» YOUR TASK
From the entries that follow, gather each line holding the word "ReminderBook".
# # # # # # #
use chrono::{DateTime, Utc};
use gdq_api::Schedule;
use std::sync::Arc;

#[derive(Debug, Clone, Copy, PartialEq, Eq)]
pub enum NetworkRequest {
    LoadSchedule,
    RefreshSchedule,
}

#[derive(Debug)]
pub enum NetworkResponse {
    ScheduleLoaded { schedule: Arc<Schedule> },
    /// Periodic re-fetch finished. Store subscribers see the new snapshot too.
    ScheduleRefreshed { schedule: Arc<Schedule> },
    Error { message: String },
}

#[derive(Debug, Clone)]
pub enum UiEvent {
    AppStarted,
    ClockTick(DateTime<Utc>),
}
# # # # # # #
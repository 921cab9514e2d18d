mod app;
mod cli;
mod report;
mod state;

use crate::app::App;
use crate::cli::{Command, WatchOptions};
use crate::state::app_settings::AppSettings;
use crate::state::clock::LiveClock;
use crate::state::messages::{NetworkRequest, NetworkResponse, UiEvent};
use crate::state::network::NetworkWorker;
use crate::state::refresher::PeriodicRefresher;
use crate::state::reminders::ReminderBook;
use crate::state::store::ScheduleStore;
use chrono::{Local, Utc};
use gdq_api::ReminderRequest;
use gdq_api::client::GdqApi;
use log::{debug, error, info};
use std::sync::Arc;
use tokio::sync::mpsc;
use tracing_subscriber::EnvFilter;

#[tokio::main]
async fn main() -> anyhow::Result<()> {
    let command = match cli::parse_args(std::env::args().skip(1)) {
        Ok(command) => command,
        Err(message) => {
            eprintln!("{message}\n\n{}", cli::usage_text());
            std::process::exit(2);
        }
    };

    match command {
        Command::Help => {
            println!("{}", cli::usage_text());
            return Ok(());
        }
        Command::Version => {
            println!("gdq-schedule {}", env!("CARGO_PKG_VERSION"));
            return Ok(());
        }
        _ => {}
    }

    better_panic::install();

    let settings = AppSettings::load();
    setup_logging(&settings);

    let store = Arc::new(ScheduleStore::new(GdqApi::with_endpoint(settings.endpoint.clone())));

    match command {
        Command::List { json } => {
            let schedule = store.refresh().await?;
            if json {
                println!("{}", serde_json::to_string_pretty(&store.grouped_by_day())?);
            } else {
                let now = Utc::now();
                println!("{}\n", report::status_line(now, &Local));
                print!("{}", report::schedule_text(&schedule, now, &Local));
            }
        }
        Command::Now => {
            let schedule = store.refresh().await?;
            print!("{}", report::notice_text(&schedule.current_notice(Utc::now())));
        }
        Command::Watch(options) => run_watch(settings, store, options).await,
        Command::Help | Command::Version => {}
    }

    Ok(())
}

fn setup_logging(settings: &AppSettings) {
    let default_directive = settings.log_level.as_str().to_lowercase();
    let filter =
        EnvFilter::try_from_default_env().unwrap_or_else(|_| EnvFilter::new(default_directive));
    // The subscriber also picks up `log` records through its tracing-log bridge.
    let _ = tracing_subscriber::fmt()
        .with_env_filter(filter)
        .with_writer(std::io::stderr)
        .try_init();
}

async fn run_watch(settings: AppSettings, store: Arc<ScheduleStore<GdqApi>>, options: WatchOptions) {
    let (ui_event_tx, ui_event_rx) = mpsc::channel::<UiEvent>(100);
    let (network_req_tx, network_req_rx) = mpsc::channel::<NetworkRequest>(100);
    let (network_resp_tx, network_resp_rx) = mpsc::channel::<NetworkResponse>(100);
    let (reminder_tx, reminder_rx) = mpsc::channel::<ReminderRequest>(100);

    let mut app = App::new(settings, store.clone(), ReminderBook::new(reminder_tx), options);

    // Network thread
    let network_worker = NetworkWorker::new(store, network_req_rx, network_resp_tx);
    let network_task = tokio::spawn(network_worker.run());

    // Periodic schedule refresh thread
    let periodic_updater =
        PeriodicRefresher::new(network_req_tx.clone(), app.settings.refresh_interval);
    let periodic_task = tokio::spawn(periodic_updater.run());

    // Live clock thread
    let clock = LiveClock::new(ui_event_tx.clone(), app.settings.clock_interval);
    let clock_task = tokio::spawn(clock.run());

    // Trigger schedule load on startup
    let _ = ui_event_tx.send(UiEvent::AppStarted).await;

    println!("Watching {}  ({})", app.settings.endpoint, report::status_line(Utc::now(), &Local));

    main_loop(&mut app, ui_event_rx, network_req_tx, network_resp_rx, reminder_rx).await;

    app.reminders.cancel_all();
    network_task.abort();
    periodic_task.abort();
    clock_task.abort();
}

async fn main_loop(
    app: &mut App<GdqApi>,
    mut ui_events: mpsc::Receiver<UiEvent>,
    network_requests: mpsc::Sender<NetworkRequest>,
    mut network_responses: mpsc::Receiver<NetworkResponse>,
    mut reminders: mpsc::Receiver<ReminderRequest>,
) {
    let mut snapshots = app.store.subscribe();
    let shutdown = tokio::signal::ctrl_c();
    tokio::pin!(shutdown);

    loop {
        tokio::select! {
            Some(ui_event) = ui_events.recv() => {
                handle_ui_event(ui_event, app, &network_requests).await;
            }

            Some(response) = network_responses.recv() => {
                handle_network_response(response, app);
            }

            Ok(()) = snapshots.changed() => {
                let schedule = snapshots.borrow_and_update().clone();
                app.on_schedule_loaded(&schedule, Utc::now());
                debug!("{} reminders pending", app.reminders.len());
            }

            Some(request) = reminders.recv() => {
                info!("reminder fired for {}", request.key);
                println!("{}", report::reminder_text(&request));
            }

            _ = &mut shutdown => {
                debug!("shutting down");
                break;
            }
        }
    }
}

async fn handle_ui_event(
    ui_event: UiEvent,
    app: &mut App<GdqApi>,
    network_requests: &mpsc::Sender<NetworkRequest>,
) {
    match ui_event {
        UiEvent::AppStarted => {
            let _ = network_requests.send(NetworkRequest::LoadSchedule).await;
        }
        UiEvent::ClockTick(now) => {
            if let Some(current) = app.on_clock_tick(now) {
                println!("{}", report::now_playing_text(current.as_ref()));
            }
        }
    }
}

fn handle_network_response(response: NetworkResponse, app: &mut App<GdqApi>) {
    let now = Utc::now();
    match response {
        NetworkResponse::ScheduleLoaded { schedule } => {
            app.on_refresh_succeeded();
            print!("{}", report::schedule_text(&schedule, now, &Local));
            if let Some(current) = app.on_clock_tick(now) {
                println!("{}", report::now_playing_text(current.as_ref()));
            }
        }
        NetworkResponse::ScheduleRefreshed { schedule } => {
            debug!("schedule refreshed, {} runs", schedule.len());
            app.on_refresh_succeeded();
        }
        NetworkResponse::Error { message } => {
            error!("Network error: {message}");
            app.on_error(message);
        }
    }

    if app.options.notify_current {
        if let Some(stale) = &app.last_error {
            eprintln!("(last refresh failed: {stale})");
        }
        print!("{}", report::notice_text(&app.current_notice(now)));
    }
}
# # # # # # #
» OUTPUT FOR THIS EXERCISE
use crate::state::reminders::ReminderBook;
    let mut app = App::new(settings, store.clone(), ReminderBook::new(reminder_tx), options);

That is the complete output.